AIM OF THE TASK: What is needed is every line of the data that includes the word "main". Please copy each one.

Records from a data source:

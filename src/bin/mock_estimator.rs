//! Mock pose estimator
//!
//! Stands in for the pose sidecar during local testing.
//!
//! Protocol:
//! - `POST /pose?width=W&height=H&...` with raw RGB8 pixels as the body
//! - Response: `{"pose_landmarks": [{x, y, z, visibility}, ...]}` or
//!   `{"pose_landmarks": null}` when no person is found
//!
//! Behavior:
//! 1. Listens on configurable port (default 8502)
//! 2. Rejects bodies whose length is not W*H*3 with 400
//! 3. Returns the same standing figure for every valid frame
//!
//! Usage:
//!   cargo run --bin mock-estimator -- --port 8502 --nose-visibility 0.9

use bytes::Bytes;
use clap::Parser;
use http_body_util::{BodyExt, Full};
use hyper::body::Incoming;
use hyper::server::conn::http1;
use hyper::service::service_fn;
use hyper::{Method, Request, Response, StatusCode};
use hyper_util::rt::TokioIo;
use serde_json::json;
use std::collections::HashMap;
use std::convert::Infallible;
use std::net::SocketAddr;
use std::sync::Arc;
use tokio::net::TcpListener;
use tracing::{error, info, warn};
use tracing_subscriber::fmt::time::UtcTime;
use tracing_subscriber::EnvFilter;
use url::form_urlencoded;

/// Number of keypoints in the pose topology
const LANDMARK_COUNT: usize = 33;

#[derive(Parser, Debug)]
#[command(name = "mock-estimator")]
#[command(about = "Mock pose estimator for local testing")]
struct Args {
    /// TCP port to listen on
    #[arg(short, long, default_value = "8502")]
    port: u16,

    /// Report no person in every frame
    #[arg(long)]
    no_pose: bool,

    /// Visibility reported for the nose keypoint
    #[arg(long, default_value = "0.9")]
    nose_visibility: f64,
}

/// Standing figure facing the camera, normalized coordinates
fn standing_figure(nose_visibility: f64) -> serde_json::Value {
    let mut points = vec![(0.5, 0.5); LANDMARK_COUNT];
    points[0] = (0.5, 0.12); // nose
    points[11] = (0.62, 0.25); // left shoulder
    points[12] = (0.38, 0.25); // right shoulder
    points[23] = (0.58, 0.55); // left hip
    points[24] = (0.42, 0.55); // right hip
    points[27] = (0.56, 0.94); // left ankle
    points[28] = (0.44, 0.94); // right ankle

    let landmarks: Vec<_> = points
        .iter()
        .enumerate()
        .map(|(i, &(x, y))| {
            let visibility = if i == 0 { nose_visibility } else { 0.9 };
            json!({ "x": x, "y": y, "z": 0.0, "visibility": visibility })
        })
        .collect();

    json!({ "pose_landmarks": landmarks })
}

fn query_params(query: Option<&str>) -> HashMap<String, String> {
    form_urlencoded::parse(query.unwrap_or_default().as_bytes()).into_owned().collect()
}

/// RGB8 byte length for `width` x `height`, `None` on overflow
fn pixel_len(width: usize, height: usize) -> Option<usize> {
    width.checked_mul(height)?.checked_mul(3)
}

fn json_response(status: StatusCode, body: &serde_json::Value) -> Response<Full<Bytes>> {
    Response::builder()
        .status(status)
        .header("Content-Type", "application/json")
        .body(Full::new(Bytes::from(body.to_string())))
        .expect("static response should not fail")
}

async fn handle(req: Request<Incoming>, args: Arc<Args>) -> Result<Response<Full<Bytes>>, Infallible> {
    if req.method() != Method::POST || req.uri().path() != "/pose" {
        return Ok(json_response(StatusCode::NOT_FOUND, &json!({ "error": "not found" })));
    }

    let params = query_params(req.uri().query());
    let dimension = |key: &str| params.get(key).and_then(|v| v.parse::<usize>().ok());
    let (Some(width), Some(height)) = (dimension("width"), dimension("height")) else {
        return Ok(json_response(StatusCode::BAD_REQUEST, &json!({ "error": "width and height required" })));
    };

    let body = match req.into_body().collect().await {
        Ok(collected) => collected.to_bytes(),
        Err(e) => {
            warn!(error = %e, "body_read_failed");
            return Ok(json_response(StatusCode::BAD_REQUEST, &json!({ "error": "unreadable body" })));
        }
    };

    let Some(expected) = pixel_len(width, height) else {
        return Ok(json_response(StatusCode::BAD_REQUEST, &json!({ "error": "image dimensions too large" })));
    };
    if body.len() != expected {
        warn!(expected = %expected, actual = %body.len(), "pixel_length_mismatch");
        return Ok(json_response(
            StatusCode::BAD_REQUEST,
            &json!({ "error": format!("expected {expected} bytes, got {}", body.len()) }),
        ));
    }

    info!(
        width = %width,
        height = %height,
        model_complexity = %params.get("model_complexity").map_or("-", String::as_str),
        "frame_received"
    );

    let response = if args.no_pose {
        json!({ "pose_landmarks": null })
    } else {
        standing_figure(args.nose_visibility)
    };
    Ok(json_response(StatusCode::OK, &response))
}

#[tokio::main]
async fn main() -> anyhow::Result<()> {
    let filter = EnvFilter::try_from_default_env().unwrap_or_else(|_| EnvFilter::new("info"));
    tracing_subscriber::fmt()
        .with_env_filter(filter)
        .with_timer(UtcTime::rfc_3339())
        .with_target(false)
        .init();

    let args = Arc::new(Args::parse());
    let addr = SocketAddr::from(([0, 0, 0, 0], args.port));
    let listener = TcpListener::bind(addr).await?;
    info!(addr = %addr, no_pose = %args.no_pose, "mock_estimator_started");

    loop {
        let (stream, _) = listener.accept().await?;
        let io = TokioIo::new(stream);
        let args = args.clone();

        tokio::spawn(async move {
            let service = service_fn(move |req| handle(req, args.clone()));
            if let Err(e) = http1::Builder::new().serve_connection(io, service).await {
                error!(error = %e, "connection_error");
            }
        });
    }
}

OUTPUT:
#[tokio::main]
async fn main() -> anyhow::Result<()> {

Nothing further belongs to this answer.